近年、プロ野球界ではデータを活用した戦略立案が主流になりつつある。その潮流の中で、組織レベルの改革に積極的に乗り出しているのが、埼玉西武ライオンズだ。弾道計測器「トラックマン」をはじめ各種測定機器を活用して選手のパフォーマンスデータを可視化。さらに今シーズンからはデータ活用の専門部署「データ戦略室」を新設し、データ活用を加速させている。
この変革を牽引するのが、球団本部 チーム統括部長 兼 企画室長の市川徹氏だ。
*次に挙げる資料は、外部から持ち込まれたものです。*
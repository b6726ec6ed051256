//! Ledger Storage
//!
//! Every mutation runs as a closure against the ledger while the store's
//! lock is held, so concurrent webhook deliveries are applied one at a time.

use std::io::Write;
use std::path::{Path, PathBuf};
use std::sync::{Mutex, PoisonError, RwLock};

use crate::error::{PaymentError, Result};
use crate::ledger::Ledger;

/// Ledger storage trait
pub trait LedgerStore: Send + Sync {
    /// Copy of the current ledger
    fn snapshot(&self) -> Result<Ledger>;

    /// Apply `f` to the ledger as a single serialized step.
    ///
    /// If `f` fails the ledger is left untouched.
    fn update<T, F>(&self, f: F) -> Result<T>
    where
        F: FnOnce(&mut Ledger) -> Result<T>;

    /// Persist whatever is held in memory
    fn flush(&self) -> Result<()> {
        Ok(())
    }
}

/// In-memory ledger store (for development and tests)
#[derive(Default)]
pub struct MemoryLedgerStore {
    ledger: RwLock<Ledger>,
}

impl MemoryLedgerStore {
    pub fn new() -> Self {
        Self::default()
    }
}

impl LedgerStore for MemoryLedgerStore {
    fn snapshot(&self) -> Result<Ledger> {
        Ok(self
            .ledger
            .read()
            .unwrap_or_else(PoisonError::into_inner)
            .clone())
    }

    fn update<T, F>(&self, f: F) -> Result<T>
    where
        F: FnOnce(&mut Ledger) -> Result<T>,
    {
        let mut guard = self.ledger.write().unwrap_or_else(PoisonError::into_inner);
        let mut draft = guard.clone();
        let out = f(&mut draft)?;
        *guard = draft;
        Ok(out)
    }
}

/// Ledger persisted as one JSON document.
///
/// Loaded once on open. Each mutation is written to a temporary file next to
/// the target and renamed over it; memory is only updated after the write
/// succeeds.
pub struct JsonFileLedgerStore {
    path: PathBuf,
    ledger: Mutex<Ledger>,
}

impl JsonFileLedgerStore {
    /// Open the ledger at `path`, starting empty if the file does not exist
    pub fn open(path: impl Into<PathBuf>) -> Result<Self> {
        let path = path.into();

        let ledger = match std::fs::read_to_string(&path) {
            Ok(raw) if raw.trim().is_empty() => Ledger::default(),
            Ok(raw) => serde_json::from_str(&raw).map_err(|e| {
                PaymentError::Storage(format!("corrupt ledger {}: {e}", path.display()))
            })?,
            Err(e) if e.kind() == std::io::ErrorKind::NotFound => Ledger::default(),
            Err(e) => {
                return Err(PaymentError::Storage(format!(
                    "cannot read {}: {e}",
                    path.display()
                )));
            }
        };

        tracing::info!(
            path = %path.display(),
            records = ledger.record_count(),
            "Loaded session ledger"
        );

        Ok(Self {
            path,
            ledger: Mutex::new(ledger),
        })
    }

    pub fn path(&self) -> &Path {
        &self.path
    }

    fn write(&self, ledger: &Ledger) -> Result<()> {
        let dir = self
            .path
            .parent()
            .filter(|p| !p.as_os_str().is_empty())
            .unwrap_or_else(|| Path::new("."));
        std::fs::create_dir_all(dir)?;

        let body = serde_json::to_vec_pretty(ledger)?;
        let mut tmp = tempfile::NamedTempFile::new_in(dir)?;
        tmp.write_all(&body)?;
        tmp.as_file().sync_all()?;
        tmp.persist(&self.path)
            .map_err(|e| PaymentError::Storage(format!("cannot replace ledger: {e}")))?;

        Ok(())
    }
}

impl LedgerStore for JsonFileLedgerStore {
    fn snapshot(&self) -> Result<Ledger> {
        Ok(self
            .ledger
            .lock()
            .unwrap_or_else(PoisonError::into_inner)
            .clone())
    }

    fn update<T, F>(&self, f: F) -> Result<T>
    where
        F: FnOnce(&mut Ledger) -> Result<T>,
    {
        let mut guard = self.ledger.lock().unwrap_or_else(PoisonError::into_inner);
        let mut draft = guard.clone();
        let out = f(&mut draft)?;

        if draft != *guard {
            self.write(&draft)?;
            *guard = draft;
        }

        Ok(out)
    }

    fn flush(&self) -> Result<()> {
        let guard = self.ledger.lock().unwrap_or_else(PoisonError::into_inner);
        self.write(&guard)?;
        tracing::info!(path = %self.path.display(), "Flushed session ledger");
        Ok(())
    }
}

#[cfg(test)]
mod tests {
    use super::*;
    use crate::ledger::DonationRecord;
    use chrono::Utc;

    fn donation(amount: i64) -> DonationRecord {
        DonationRecord::new(amount, "eur", "anonymous", format!("cs_{amount}"), Utc::now())
    }

    #[test]
    fn test_memory_store_rolls_back_on_error() {
        let store = MemoryLedgerStore::new();
        store
            .update(|ledger| {
                ledger.donations.push(donation(100));
                Ok(())
            })
            .unwrap();

        let result: Result<()> = store.update(|ledger| {
            ledger.donations.push(donation(200));
            Err(PaymentError::Storage("boom".into()))
        });
        assert!(result.is_err());
        assert_eq!(store.snapshot().unwrap().donations.len(), 1);
    }

    #[test]
    fn test_file_store_round_trip() {
        let dir = tempfile::tempdir().unwrap();
        let path = dir.path().join("db.json");

        let store = JsonFileLedgerStore::open(&path).unwrap();
        store
            .update(|ledger| {
                ledger.donations.push(donation(500));
                Ok(())
            })
            .unwrap();
        drop(store);

        let reopened = JsonFileLedgerStore::open(&path).unwrap();
        let ledger = reopened.snapshot().unwrap();
        assert_eq!(ledger.donations.len(), 1);
        assert_eq!(ledger.donations[0].amount, 500);
    }

    #[test]
    fn test_file_store_starts_empty_and_creates_dirs() {
        let dir = tempfile::tempdir().unwrap();
        let path = dir.path().join("nested").join("db.json");

        let store = JsonFileLedgerStore::open(&path).unwrap();
        assert_eq!(store.snapshot().unwrap().record_count(), 0);

        store.flush().unwrap();
        assert!(path.exists());
    }

    #[test]
    fn test_corrupt_file_is_an_error() {
        let dir = tempfile::tempdir().unwrap();
        let path = dir.path().join("db.json");
        std::fs::write(&path, "{not json").unwrap();

        assert!(matches!(
            JsonFileLedgerStore::open(&path),
            Err(PaymentError::Storage(_))
        ));
    }
}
マーケティング畑出身の市川氏は、前職のスポーツデータを扱う企業で培った経験や人脈を活かし、2016年のトラックマン導入を主導。以来、一貫してデータドリブンな組織づくりに取り組んできた。
「正しいかどうかの判断すらできない」状態から選手にデータを活用してもらうまで
ライオンズがデータ活用に取り組み始めたきっかけは、2016年のトラックマン導入だった。経験と勘を頼りに戦略を立てることが主流だった野球に、客観的な数値データの視点が入ったことで、大きな一歩を踏み出すことができた。
だが、データを取得するだけでは何も生まれない。そのデータをどう解釈し、いかに選手やスタッフに落とし込むかが重要となる。それまでデータ分析の専門的な知識や経験がなかった市川氏は、専門家など周りを巻き込む動きに出た。
「トラックマンを導入した後も、CSVデータの加工方法の検討やデータの解釈など、やるべきことはたくさんありました。ピッチングコーチに『ボールの回転数がこうなっていますよ』と伝えても、そのデータが何を意味しているのか、正しいのか正しくないのかが判断できません。知識がないので、データの見方がわからないんですよね。そこで、データ解析の専門家である早稲田大学のスポーツ科学の研究者に声を掛けて、まずはデータの意味を紐解いていくところからスタートしました」(市川氏)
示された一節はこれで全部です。